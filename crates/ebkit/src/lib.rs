//! # ebkit
//!
//! Resource client and reconcile flows for an application platform that
//! hosts applications, application versions, environments and
//! configuration templates.
//!
//! This crate provides functionality for:
//! - Talking to the control plane through a pluggable [`Backend`]
//! - Driving each resource kind toward a desired state (create, update,
//!   delete, or nothing) and waiting until the change is observable
//! - Previewing changes without writing (check mode)
//! - Removing old application versions under a retention policy
//!
//! ## Example
//!
//! ```no_run
//! use ebkit::{ApplicationSpec, ApplyContext, Client, TargetState};
//!
//! let client = Client::new("https://control.example.com/v1").expect("bad endpoint");
//! let ctx = ApplyContext::new();
//!
//! let spec = ApplicationSpec::new("shop").with_description("storefront");
//! let outcome = client
//!     .application(&ctx, &spec, TargetState::Present)
//!     .expect("reconcile failed");
//! println!("changed: {}", outcome.changed);
//! ```
//!
//! ## Waiting
//!
//! Every mutation is followed by polling until the platform reflects it.
//! Throttling while polling is absorbed; the budget and poll interval come
//! from [`WaitConfig`].

#![warn(missing_docs)]
#![warn(clippy::all)]

pub mod backend;
pub mod context;
pub mod error;
pub mod reconcile;
pub mod types;

pub use context::{ApplyContext, WaitConfig};
pub use error::{Error, ErrorCategory, Result};
pub use reconcile::Outcome;
pub use types::{
    Application, ApplicationSpec, ApplicationVersion, ConfigurationSettings, Environment,
    EnvironmentHealth, EnvironmentSnapshot, EnvironmentSpec, EnvironmentStatus, ResourceKind,
    SourceBundle, TemplateSpec, Tier, TierName, VersionSpec,
};

pub use declarative::{
    Equivalence, EquivalenceTable, OptionSetting, RetentionPolicy, TargetState, WaitCallback,
};

use backend::{Backend, http::HttpBackend};
use chrono::{DateTime, Utc};

/// High-level client for platform resources.
///
/// The client wraps a backend and exposes one reconcile entry point per
/// resource kind plus the read-only listing operations.
pub struct Client {
    backend: Box<dyn Backend>,
}

impl Client {
    /// Create a client talking HTTP to `endpoint`.
    pub fn new(endpoint: &str) -> Result<Self> {
        let backend = HttpBackend::new(endpoint)?;
        Ok(Self {
            backend: Box::new(backend),
        })
    }

    /// Create a client with a custom backend (useful for testing).
    pub fn with_backend(backend: Box<dyn Backend>) -> Self {
        Self { backend }
    }

    /// The underlying backend.
    pub fn backend(&self) -> &dyn Backend {
        self.backend.as_ref()
    }

    // =========================================================================
    // Applications
    // =========================================================================

    /// Drive an application toward `target`.
    pub fn application(
        &self,
        ctx: &ApplyContext<'_>,
        spec: &ApplicationSpec,
        target: TargetState,
    ) -> Result<Outcome> {
        reconcile::application::reconcile(self.backend(), ctx, spec, target)
    }

    /// List applications, or the one named.
    pub fn list_applications(&self, name: Option<&str>) -> Result<Outcome> {
        reconcile::application::list(self.backend(), name)
    }

    // =========================================================================
    // Versions
    // =========================================================================

    /// Drive an application version toward `target`.
    pub fn version(
        &self,
        ctx: &ApplyContext<'_>,
        spec: &VersionSpec,
        target: TargetState,
        delete_source: bool,
    ) -> Result<Outcome> {
        reconcile::version::reconcile(self.backend(), ctx, spec, target, delete_source)
    }

    /// List versions of an application.
    pub fn list_versions(&self, app: &str, label: Option<&str>) -> Result<Outcome> {
        reconcile::version::list(self.backend(), app, label)
    }

    /// Remove versions outside `policy`, judged as of `now`.
    pub fn cleanup_versions(
        &self,
        ctx: &ApplyContext<'_>,
        app: &str,
        policy: RetentionPolicy,
        delete_source: bool,
        now: DateTime<Utc>,
    ) -> Result<Outcome> {
        reconcile::version::cleanup(self.backend(), ctx, app, policy, delete_source, now)
    }

    // =========================================================================
    // Environments
    // =========================================================================

    /// Drive an environment toward `target`.
    pub fn environment(
        &self,
        ctx: &ApplyContext<'_>,
        spec: &EnvironmentSpec,
        target: TargetState,
    ) -> Result<Outcome> {
        reconcile::environment::reconcile(self.backend(), ctx, spec, target)
    }

    /// List live environments of an application.
    pub fn list_environments(&self, app: &str, name: Option<&str>) -> Result<Outcome> {
        reconcile::environment::list(self.backend(), app, name)
    }

    /// Show an environment with its option settings.
    pub fn environment_details(&self, app: &str, name: &str) -> Result<Outcome> {
        reconcile::environment::details(self.backend(), app, name)
    }

    // =========================================================================
    // Configuration Templates
    // =========================================================================

    /// Drive a configuration template toward `target`.
    pub fn template(
        &self,
        ctx: &ApplyContext<'_>,
        spec: &TemplateSpec,
        target: TargetState,
    ) -> Result<Outcome> {
        reconcile::template::reconcile(self.backend(), ctx, spec, target)
    }

    /// List templates of an application, or the one named.
    pub fn list_templates(&self, app: &str, name: Option<&str>) -> Result<Outcome> {
        reconcile::template::list(self.backend(), app, name)
    }

    /// Show one template with its option settings.
    pub fn template_details(&self, app: &str, name: &str) -> Result<Outcome> {
        reconcile::template::details(self.backend(), app, name)
    }
}

#[cfg(test)]
mod tests {
    use super::*;
    use backend::memory::MemoryBackend;

    #[test]
    fn test_client_with_memory_backend() {
        let memory = MemoryBackend::new();
        let client = Client::with_backend(Box::new(memory.clone()));
        memory.seed_application("shop", None);

        let outcome = client.list_applications(Some("shop")).unwrap();
        assert_eq!(outcome.resources.unwrap().len(), 1);
        assert_eq!(memory.calls().len(), 1);
    }

    #[test]
    fn test_client_rejects_bad_endpoint() {
        assert!(Client::new("not a url").is_err());
    }
}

━━━━━━━━━━━━━━━━

What the exercise asks:
Word for word, repeat the data from its first line through the line with "entry point per", including both of those lines and no others.

Task output:
filename crates/ebkit/src/lib.rs
//! # ebkit
//!
//! Resource client and reconcile flows for an application platform that
//! hosts applications, application versions, environments and
//! configuration templates.
//!
//! This crate provides functionality for:
//! - Talking to the control plane through a pluggable [`Backend`]
//! - Driving each resource kind toward a desired state (create, update,
//!   delete, or nothing) and waiting until the change is observable
//! - Previewing changes without writing (check mode)
//! - Removing old application versions under a retention policy
//!
//! ## Example
//!
//! ```no_run
//! use ebkit::{ApplicationSpec, ApplyContext, Client, TargetState};
//!
//! let client = Client::new("https://control.example.com/v1").expect("bad endpoint");
//! let ctx = ApplyContext::new();
//!
//! let spec = ApplicationSpec::new("shop").with_description("storefront");
//! let outcome = client
//!     .application(&ctx, &spec, TargetState::Present)
//!     .expect("reconcile failed");
//! println!("changed: {}", outcome.changed);
//! ```
//!
//! ## Waiting
//!
//! Every mutation is followed by polling until the platform reflects it.
//! Throttling while polling is absorbed; the budget and poll interval come
//! from [`WaitConfig`].

#![warn(missing_docs)]
#![warn(clippy::all)]

pub mod backend;
pub mod context;
pub mod error;
pub mod reconcile;
pub mod types;

pub use context::{ApplyContext, WaitConfig};
pub use error::{Error, ErrorCategory, Result};
pub use reconcile::Outcome;
pub use types::{
    Application, ApplicationSpec, ApplicationVersion, ConfigurationSettings, Environment,
    EnvironmentHealth, EnvironmentSnapshot, EnvironmentSpec, EnvironmentStatus, ResourceKind,
    SourceBundle, TemplateSpec, Tier, TierName, VersionSpec,
};

pub use declarative::{
    Equivalence, EquivalenceTable, OptionSetting, RetentionPolicy, TargetState, WaitCallback,
};

use backend::{Backend, http::HttpBackend};
use chrono::{DateTime, Utc};

/// High-level client for platform resources.
///
/// The client wraps a backend and exposes one reconcile entry point per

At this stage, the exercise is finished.